___ Records for this exercise
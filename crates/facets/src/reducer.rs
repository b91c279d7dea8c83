//! The view-state reducer.
//!
//! Every shopper interaction becomes a [`ViewEvent`]; [`reduce`] turns the
//! current snapshot plus that event into the next snapshot. The caller keeps
//! the latest snapshot and recomputes whatever it derives from it.

use crate::types::{Facet, PriceRange, SortKey, ViewState};
use tracing::debug;

/// A discrete change requested by the shopper.
#[derive(Debug, Clone, PartialEq)]
pub enum ViewEvent {
    /// Check or uncheck one option of one facet
    ToggleToken { facet: Facet, token: String },
    /// Edit the lower price bound
    SetMinPrice(f64),
    /// Edit the upper price bound
    SetMaxPrice(f64),
    /// Drag both slider thumbs at once
    SetPriceRange(f64, f64),
    /// Pick a sort order
    SetSort(SortKey),
    /// Drop every facet selection and reset the price window
    ClearFilters,
}

impl ViewEvent {
    pub fn toggle(facet: Facet, token: impl Into<String>) -> Self {
        ViewEvent::ToggleToken {
            facet,
            token: token.into(),
        }
    }
}

/// Compute the snapshot that follows `state` once `event` is applied.
///
/// Pure: the input snapshot is never modified.
pub fn reduce(state: &ViewState, event: ViewEvent) -> ViewState {
    debug!("Reducing view event: {:?}", event);
    match event {
        ViewEvent::ToggleToken { facet, token } => ViewState {
            filters: state.filters.toggle(facet, &token),
            ..state.clone()
        },
        ViewEvent::SetMinPrice(value) => ViewState {
            price: state.price.with_min(value),
            ..state.clone()
        },
        ViewEvent::SetMaxPrice(value) => ViewState {
            price: state.price.with_max(value),
            ..state.clone()
        },
        ViewEvent::SetPriceRange(min, max) => ViewState {
            price: PriceRange::new(min, max),
            ..state.clone()
        },
        ViewEvent::SetSort(sort) => ViewState {
            sort,
            ..state.clone()
        },
        ViewEvent::ClearFilters => ViewState {
            filters: state.filters.clear(),
            price: PriceRange::full(),
            sort: state.sort,
        },
    }
}

impl ViewState {
    /// Method form of [`reduce`].
    pub fn apply(&self, event: ViewEvent) -> ViewState {
        reduce(self, event)
    }
}

#[cfg(test)]
mod tests {
    use super::*;

    #[test]
    fn test_toggle_event() {
        let state = ViewState::default();
        let next = reduce(&state, ViewEvent::toggle(Facet::Category, "drivers"));

        assert!(next.filters.is_selected(Facet::Category, "drivers"));
        assert!(state.filters.is_empty());
    }

    #[test]
    fn test_price_events() {
        let state = ViewState::default()
            .apply(ViewEvent::SetMinPrice(300.0))
            .apply(ViewEvent::SetMaxPrice(200.0));

        assert_eq!(state.price.min(), 200.0);
        assert_eq!(state.price.max(), 200.0);

        let dragged = state.apply(ViewEvent::SetPriceRange(50.0, 1500.0));
        assert_eq!(dragged.price, PriceRange::new(50.0, 1500.0));
    }

    #[test]
    fn test_sort_event_keeps_filters() {
        let state = ViewState::default().apply(ViewEvent::toggle(Facet::Brand, "ping"));
        let sorted = state.apply(ViewEvent::SetSort(SortKey::PriceHighToLow));

        assert_eq!(sorted.sort, SortKey::PriceHighToLow);
        assert_eq!(sorted.filters, state.filters);
    }

    #[test]
    fn test_clear_filters_keeps_sort() {
        let state = ViewState::default()
            .apply(ViewEvent::toggle(Facet::Hand, "left"))
            .apply(ViewEvent::SetMinPrice(400.0))
            .apply(ViewEvent::SetSort(SortKey::PriceLowToHigh));

        let cleared = state.apply(ViewEvent::ClearFilters);
        assert!(!cleared.has_active_filters());
        assert_eq!(cleared.sort, SortKey::PriceLowToHigh);
    }
}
______
> [Problem details]:
If a line in the records contains the string "shopper", copy it out.

> [Answer box]:
//! Every shopper interaction becomes a [`ViewEvent`]; [`reduce`] turns the
/// A discrete change requested by the shopper.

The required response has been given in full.